Invasive species are recognized as leading drivers of environmental change, and can produce significant economic and ecological impacts [1]. Recently, Davis et al. [2] argued that conservationists, scientists, and the general public hold a pervasive bias against non-native species, and that species should be judged based on their impact rather than their place of origin. The debate that has followed (e.g., [3],[4]) highlights the importance of understanding variation in the impacts of invasive species for both science and resource management, and serves as a reminder of the need to question and empirically test assumptions about invasive species.
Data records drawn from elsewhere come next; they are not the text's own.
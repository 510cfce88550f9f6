//! Domain availability via RDAP (Registration Data Access Protocol).
//!
//! One client exists per TLD. The lookup goes through an RDAP bootstrap
//! service that redirects to the authoritative registry server.

use crate::normalize::normalize;
use crate::registry::{classify_status, send, settle, trim_base, ProviderClient};
use crate::types::{AvailabilityStatus, CheckFailure, ProviderKind, Token};
use async_trait::async_trait;
use chrono::DateTime;
use reqwest::{Client, StatusCode};
use serde::Deserialize;
use tracing::trace;

/// The parts of an RDAP domain response the classification needs.
#[derive(Debug, Deserialize)]
struct RdapRecord {
    #[serde(rename = "errorCode")]
    error_code: Option<serde_json::Value>,
    #[serde(rename = "objectClassName")]
    object_class_name: Option<String>,
    #[serde(rename = "ldhName")]
    ldh_name: Option<String>,
    #[serde(default)]
    events: Vec<RdapEvent>,
}

#[derive(Debug, Deserialize)]
struct RdapEvent {
    #[serde(rename = "eventAction", default)]
    action: String,
    #[serde(rename = "eventDate")]
    date: Option<String>,
}

/// Checks `{name}.{tld}` registration.
pub struct RdapClient {
    client: Client,
    base_url: String,
    tld: String,
}

impl RdapClient {
    pub fn new(client: Client, base_url: &str, tld: &str) -> Self {
        Self {
            client,
            base_url: trim_base(base_url),
            tld: tld.to_string(),
        }
    }

    async fn lookup(&self, name: &str) -> Result<AvailabilityStatus, CheckFailure> {
        let label = normalize(&self.kind(), name);
        let domain = format!("{}.{}", label, self.tld);
        let url = format!("{}/domain/{}", self.base_url, urlencoding::encode(&domain));
        trace!("Checking RDAP: {}", url);

        let response = send(self.client.get(&url)).await?;
        match response.status() {
            StatusCode::NOT_FOUND => Ok(AvailabilityStatus::Available),
            status if status.is_success() => {
                let body = response
                    .text()
                    .await
                    .map_err(|e| CheckFailure::from_reqwest(&e))?;
                classify_record(&body)
            }
            status => Err(classify_status(status)),
        }
    }
}

/// Classify a 200 RDAP body.
///
/// Some registries answer 200 with an error object for unregistered names.
fn classify_record(body: &str) -> Result<AvailabilityStatus, CheckFailure> {
    let record: RdapRecord = serde_json::from_str(body).map_err(|_| CheckFailure::Malformed)?;

    if record.error_code.is_some() {
        return Ok(AvailabilityStatus::Available);
    }

    let is_domain = record.object_class_name.as_deref() == Some("domain")
        || record.ldh_name.is_some();
    if !is_domain {
        return Err(CheckFailure::Ambiguous);
    }

    let expiry = record
        .events
        .iter()
        .find(|e| e.action == "expiration")
        .and_then(|e| e.date.as_deref())
        .map(format_event_date);

    Ok(match expiry {
        Some(date) => AvailabilityStatus::taken_with(format!("exp {}", date)),
        None => AvailabilityStatus::taken(),
    })
}

/// Render an RDAP event date as `YYYY-MM-DD`, keeping the record's offset.
fn format_event_date(raw: &str) -> String {
    match DateTime::parse_from_rfc3339(raw) {
        Ok(date) => date.format("%Y-%m-%d").to_string(),
        Err(_) => raw.get(..10).unwrap_or(raw).to_string(),
    }
}

#[async_trait]
impl ProviderClient for RdapClient {
    fn kind(&self) -> ProviderKind {
        ProviderKind::Domain(self.tld.clone())
    }

    async fn check(&self, name: &str, _credential: Option<&Token>) -> AvailabilityStatus {
        settle(&self.kind(), name, self.lookup(name).await)
    }
}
Invasion biology research has aimed to elucidate general patterns, sometimes at the cost of overlooking important sources of heterogeneity [5]. It has long been recognized that only a small fraction of introduced species will establish, spread, and cause impacts [6]. As a result, identifying species likely to cause ecological or economic impacts and predicting locations that are likely to be most vulnerable are important goals of invasive species research and management [7][9]. Although in principle it is recognized that abundance (and therefore impact) of invasive species varies among sites, few attempts to quantify relative impacts of invasive species incorporate spatial variability in abundance [8]. Instead, species invasions are largely seen as binary phenomena, where an introduced species is either invasive or not (e.g., [7]); and a location is either invaded (or invasible) or not (e.g., [9]; but see [10]). Consequently, most invasive species monitoring and databases emphasize occurrence rather than abundance (Table S1 in File S1). Admittedly, documenting occurrence is logistically more feasible than documenting abundance, particularly across large spatial scales. However, we may miss important insights by ignoring variability among sites in invasive species abundance.

In contrast to the largely dichotomous paradigm of invasive species research noted above, ecologists have long documented that the abundance of many species tends to be low at most locations and high only in a few; that is, frequency distributions of abundance are right skewed [11], [12]. This empirical pattern of right-skewed abundance distributions is observed across a wide range of taxonomic groups and spatial scales, and is considered central to ecological theory [13], [14]. Despite the importance of invasive species abundance in determining impacts [15], [16], virtually no studies have examined whether invasive species follow this same pattern of right-skewed frequency distribution of abundance (but see [17]).

Understanding invasive species abundance distributions and how they compare to those of native species is important for analysis and management of species invasions. Competing predictions are possible based on different lines of reasoning. On one hand, invasive species are often considered inherently different from native species [18], in terms of both biological traits (e.g., high reproductive potential [7]), and community interactions (e.g., lack of natural enemies [19]), leading some to define invasive species as non-indigenous species that become abundant or ‘dominant’ [7], [20]. This view implies that invasive species commonly (or always) reach high densities where they establish populations, which would lead to higher mean abundances with less right-skewed distributions. On the other hand, proposed ecological mechanisms behind right-skewed abundance distributions such as differences in niche suitability among sites [11], [21] likely apply equally to species in both their native and introduced ranges. Recent attempts to quantify differences between invasive and native species abundance have found subtle or no differences between the groups (e.g.,[22], [23]), indicating that perhaps invasive species play by the same ecological rules, following right-skewed abundance frequency distributions similar to those of native counterparts.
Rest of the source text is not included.